Jun Kaneko’s boldly colorful and pattern changing video projections are so expressive that the stage too becomes an important character in the performance, interacting with the characters in a way that really makes you pay attention to what’s going on with them.  Patricia Racette (Cio-Cio-San) and Elizabeth DeShong (Suzuki) in a scene from Act II. Photo: ©Cory Weaver/San Francisco Opera

Jun Kaneko’s boldly colorful and pattern changing video projections are so expressive that the stage too becomes an important character in the performance, interacting with the characters in a way that really makes you pay attention to what’s going on with them. Patricia Racette (Cio-Cio-San) and Elizabeth DeShong (Suzuki) in a scene from Act II. Photo: ©Cory Weaver/San Francisco Opera

Butterfly’s inspiring score is imbued with a mix of east and West and the music flowed almost seamlessly from the SFO Orchestra and chorus under Luisotti’s impassioned conducting.  In an interview in the program, Luisotti estimates that he has conducted the opera over seventy times, including two productions in Japan.  The energetic prelude that leads right into the opening scene had his silver locks flying and the volume energetically revved to the point that Jagde’s first aria, “E soffitto e pareti” (“And ceiling and walls”), was momentarily overpowered.  He pulled in it and the rest went magically.

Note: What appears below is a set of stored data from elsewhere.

// Copyright 2025 Fernando Borretti
//
// Licensed under the Apache License, Version 2.0 (the "License");
// you may not use this file except in compliance with the License.
// You may obtain a copy of the License at
//
//     http://www.apache.org/licenses/LICENSE-2.0
//
// Unless required by applicable law or agreed to in writing, software
// distributed under the License is distributed on an "AS IS" BASIS,
// WITHOUT WARRANTIES OR CONDITIONS OF ANY KIND, either express or implied.
// See the License for the specific language governing permissions and
// limitations under the License.

use std::sync::Arc;
use std::sync::Mutex;
use std::time::SystemTime;
use std::time::UNIX_EPOCH;

use axum::Router;
use axum::http::HeaderName;
use axum::http::StatusCode;
use axum::http::header::CACHE_CONTROL;
use axum::http::header::CONTENT_TYPE;
use axum::response::Html;
use axum::routing::get;
use axum::routing::post;
use flipdeck_core::loader::load_deck;
use flipdeck_core::session::DeckSession;
use tokio::net::TcpListener;
use tokio::select;
use tokio::signal;
use tokio::sync::oneshot::Receiver;
use tokio::sync::oneshot::channel;

use crate::cmd::drill::get::get_handler;
use crate::cmd::drill::post::post_handler;
use crate::cmd::drill::state::MutableState;
use crate::cmd::drill::state::ServerState;
use crate::error::Fallible;
use crate::utils::CACHE_CONTROL_IMMUTABLE;
use crate::utils::deck_path;

pub struct ServerConfig {
    pub deck: Option<String>,
    pub host: String,
    pub port: u16,
    /// Shuffle once before showing the first card.
    pub shuffle: bool,
    /// Start with the answer box visible.
    pub quiz: bool,
}

pub async fn start_server(config: ServerConfig) -> Fallible<()> {
    let path = deck_path(config.deck);
    let cards = load_deck(&path)?;
    log::info!("Loaded {} cards from {}", cards.len(), path.display());

    let seed = SystemTime::now()
        .duration_since(UNIX_EPOCH)
        .map(|d| d.as_nanos() as u64)
        .unwrap_or_default();
    let mut session = DeckSession::new(cards, seed)?;
    if config.shuffle {
        session.shuffle();
    }
    if config.quiz {
        session.toggle_quiz_mode();
    }

    // Create shutdown channel
    let (shutdown_tx, shutdown_rx) = channel();

    let state = ServerState {
        mutable: Arc::new(Mutex::new(MutableState {
            session,
            finished: false,
        })),
        shutdown_tx: Arc::new(Mutex::new(Some(shutdown_tx))),
    };
    let app = Router::new();
    let app = app.route("/", get(get_handler));
    let app = app.route("/", post(post_handler));
    let app = app.route("/style.css", get(style_handler));
    let app = app.fallback(not_found_handler);
    let app = app.with_state(state);
    let bind = format!("{}:{}", config.host, config.port);

    // Start the server with graceful shutdown on Ctrl+C or shutdown button.
    log::debug!("Starting server on {bind}");
    let listener = TcpListener::bind(bind).await?;
    axum::serve(listener, app)
        .with_graceful_shutdown(shutdown_signal(shutdown_rx))
        .await?;
    Ok(())
}

async fn style_handler() -> (StatusCode, [(HeaderName, &'static str); 2], &'static [u8]) {
    let bytes = include_bytes!("style.css");
    (
        StatusCode::OK,
        [
            (CONTENT_TYPE, "text/css"),
            (CACHE_CONTROL, CACHE_CONTROL_IMMUTABLE),
        ],
        bytes,
    )
}

async fn not_found_handler() -> (StatusCode, Html<String>) {
    (StatusCode::NOT_FOUND, Html("Not Found".to_string()))
}

async fn shutdown_signal(shutdown_rx: Receiver<()>) {
    let ctrl_c = async {
        if let Err(e) = signal::ctrl_c().await {
            log::error!("Failed to install Ctrl+C handler: {e}");
            std::future::pending::<()>().await;
        }
    };

    let shutdown = async {
        shutdown_rx.await.ok();
    };

    select! {
        _ = ctrl_c => {
            log::debug!("Received Ctrl+C, shutting down gracefully");
        },
        _ = shutdown => {
            log::debug!("Received shutdown signal, shutting down gracefully");
        },
    }
}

In critical supporting roles, mezzo Elizabeth DeShong as Suzuki and baritone Brian Mulligan as the compassionate American consul offier, Sharpless, were excellent.  DeShung, in her third SFO appearance, exhibited a tremendous vocal range and deep compassion in her role as Butterfly’s faithful servant and confidant.  Her flower duet “Scuoti quella fronda di ciliegio…” was bittersweet in its foreshadowing the death about to occur. First year Adler, baritone Efraín Solís, who made his SFO debut as Prince Yamadori, a prospective proper husband for Butterfly, demonstrated he is headed for glory

The projections are game-changers—modernizing everything and encouraging very contemporary and personal associations.  Once Butterfly is abstracted from its own history and the Orientalist tableau from which we traditionally evaluate it, we’re much freer to look at its broad political issue—the plight of women today who are disowned in many cultures because they don’t play by the games established by the patriarchy.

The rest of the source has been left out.